Heavy Grounds Open Air 2026
Verfasst am 06. September 2026 von Michael Klein (Kategorie: Konzert-Rezensionen, Regionale Bands) — 1 views05.09.2026 – TH-Campus, Aschaffenburg
Eigentlich war ich am heutigen Tag verhindert und hätte auch die dritte Auflage des Heavy Grounds Open Air verpasst. Doch manchmal läuft es halt gut und so kann ich endlich auch mal dem bunten Treiben des Gorillas auf dem Gelände des TH-Campus beiwohnen.
Das Wetter ist mehr als Perfekt und auch der Vorverkauf schien ganz gut zu laufen – nicht selbstverständlich für ein „kleines“, regionales Genre-Festival.
An dieser Stelle auch nochmal ein riesiges Shout Out an das Team und die vielen Helfer der Heavy Grounds! Das Engagement, die Energie, die Leidenschaft, die Zeit und die Passion, die dieser Verein (ehrenamtlich!) in die vielen Konzerte und Veranstaltungen steckt ist alles andere als selbstverständlich und verdient allergrößten Respekt und Anerkennung!
Die Shows und Konzerte bereichern Aschaffenburg ungemein!

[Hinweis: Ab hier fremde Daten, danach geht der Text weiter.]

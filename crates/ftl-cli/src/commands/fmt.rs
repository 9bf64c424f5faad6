//! Canonical formatting of FTL sources.

use std::fs;
use std::io;
use std::path::PathBuf;

use ftl_syntax::Serializer;

use super::check::check_input;
use super::source_loader::{Input, load_input};
use crate::cli::ColorChoice;

pub struct FmtArgs {
    pub input: Option<PathBuf>,
    pub text: Option<String>,
    pub keep_junk: bool,
    pub write: bool,
    pub check: bool,
}

pub fn run(args: FmtArgs) {
    let input = match load_input(args.input.as_deref(), args.text.as_deref()) {
        Ok(input) => input,
        Err(e) => {
            eprintln!("error: {}", e);
            std::process::exit(1);
        }
    };

    if args.write {
        match write_input(&input, args.keep_junk) {
            Ok(true) => tracing::info!(input = %input.name, "rewrote"),
            Ok(false) => {}
            Err(e @ WriteError::Junk { .. }) => {
                if let Some(report) = check_input(&input, ColorChoice::Auto.should_colorize()) {
                    eprintln!("{}", report);
                }
                eprintln!("error: {}", e);
                std::process::exit(1);
            }
            Err(e) => {
                eprintln!("error: {}", e);
                std::process::exit(1);
            }
        }
        return;
    }

    let formatted = match format_source(&input.text, args.keep_junk) {
        Ok(formatted) => formatted,
        Err(e) => {
            eprintln!("error: {}: {}", input.name, e);
            std::process::exit(1);
        }
    };

    if args.check {
        if formatted != input.text {
            eprintln!("{}: not formatted", input.name);
            std::process::exit(1);
        }
        return;
    }

    print!("{}", formatted);
}

#[derive(Debug, thiserror::Error)]
pub enum WriteError {
    #[error("--write needs a file argument")]
    NoPath,
    #[error("{name}: not rewritten, {count} entries have syntax errors (pass --keep-junk to keep them)")]
    Junk { name: String, count: usize },
    #[error("{0}")]
    Format(#[from] ftl_syntax::Error),
    #[error("failed to write '{}': {source}", .path.display())]
    Io {
        path: PathBuf,
        #[source]
        source: io::Error,
    },
}

/// Rewrites the file behind `input` in canonical layout.
///
/// Refuses to touch a file with syntax errors unless `keep_junk` is set, since
/// the broken entries would be lost. Returns whether the file changed.
pub fn write_input(input: &Input, keep_junk: bool) -> Result<bool, WriteError> {
    let Some(path) = &input.path else {
        return Err(WriteError::NoPath);
    };

    let resource = ftl_syntax::parse(&input.text);
    let count = resource.junk().count();
    if count > 0 && !keep_junk {
        return Err(WriteError::Junk {
            name: input.name.clone(),
            count,
        });
    }

    let formatted = Serializer::new().with_junk(keep_junk).serialize(&resource)?;
    if formatted == input.text {
        return Ok(false);
    }

    fs::write(path, &formatted).map_err(|source| WriteError::Io {
        path: path.clone(),
        source,
    })?;
    Ok(true)
}

/// Parses `source` and serializes it back in canonical layout.
///
/// Entries that fail to parse are dropped unless `keep_junk` is set.
pub fn format_source(source: &str, keep_junk: bool) -> ftl_syntax::Result<String> {
    let resource = ftl_syntax::parse(source);

    let junk = resource.junk().count();
    if junk > 0 && !keep_junk {
        tracing::warn!(junk, "dropping entries with syntax errors");
    }

    Serializer::new().with_junk(keep_junk).serialize(&resource)
}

So stehen bereits zum Auftakt von Inner Space ein ganzer Schwung an Menschen vor der Bühne. Und auch wenn noch nicht wirklich Bewegung in der Menge stattfindet, taugt der aggressive Hardcore der Leipziger perfekt zum auftauen. Ein Solider Auftakt.

Swoon
Bei den ebenfalls aus Leipzig stammenden Swoon nimmt die Aktivität im Pit schon zu. Der groovige Hardcore mit Punk-Anstrich wirkt für meine Ohren zwar strukturell zu fahrig und verliert zu oft den Faden, aber hat andererseits auch sehr viele coole Momente, die entsprechend gut aufgenommen werden und für erste Bewegung vor der Bühne sorgen.
Gefühlt starten Recount fast ansatzlos in ihre Show. Der schnörkellose Hardcore (mit zwei Shoutern) feuert den Pit vom ersten Song an und zieht bis zum Ende voll durch. Die Attendorner wissen das zu schätzen, lassen nicht locker und können sich bis dato über die massivste Action der Anwesenden freuen.
Ob die Dresdener von Dethroned da nachlegen können? Die Jungs gehen deutlich härter als Recount zur Sache und brauchen eine Minute länger, um für Schwung zu sorgen, schlagen aber spätestens ab der Mitte des Sets für mindestens genauso viel Bewegung vor der Bühne wie die Kollegen zuvor.
Zudem sind die Ansagen mehr als stabil und vermitteln nachdrücklich, dass es der Szene eben nicht nur um Gewalt und Aggression geht.
Backstabbed aus Offenburg können das Energieniveau halten und erfreuen sich an dem anhaltend großen Zuspruch. Geil zu sehen, wie das das Publikum die Bands auf der Bühne feiert und dafür sorgt, dass permanent gute Stimmung herrscht.
Ab Words Of Concrete tritt (zumindest bei mir) etwas Ermüdung ein und ich würde mir etwas musikalische Abwechslung im Billing wünschen.
Das schmälert indes nicht die Leistung der Band aus Dresden, die mit ihrem klassischen Hardcore/Beatdown voll den Nerv trifft und sich über reges Treiben auf der Wiese des TH-Campus erfreuen kann.

No Turning Back
Die folgenden Consvmer sollten (wenn ich mich nicht total irre) schon 2025 auftreten, was nicht klappte. Umso schöner, dass es 2026 gelingt. Der deutschsprachige, ziemlich progressive Hardcore/Beatdown der Jungs aus Speyer schiebt sich sehr wuchtig und schwer von der Bühne und wirkt vor dem langsam dunkler werdenden Himmel nicht nur musikalisch, sondern auch optisch bedrückend.
Die letzte Band die ich sehen kann, bevor ich los muss, ist No Turning Back aus den Niederlanden. Und die haben es in sich! Old-School Hardcore in Perfektion. Die alten Hasen zeigen zur späten Stunde, wo der Hammer hängt und drehen den Campus auf Links. Die Ansagen von Sänger Martijn sind Klasse und das Material sitzt tadellos. Fett! Für mich der klare Gewinner des Abends.
Zum Schluss dürfen noch die tschechischen Deathcorer Abbie Falls und die Schweizer Metalcore-Titanen Breakdown of Sanity das Heavy Grounds Open Air 2026 beschließen – was ihnen sicherlich gelungen ist.
Bleibt zu sagen: Geiles Genre-Festival! Geile Location! Geiles Publikum! Ich hoffe auf eine neue Ausgabe 2027!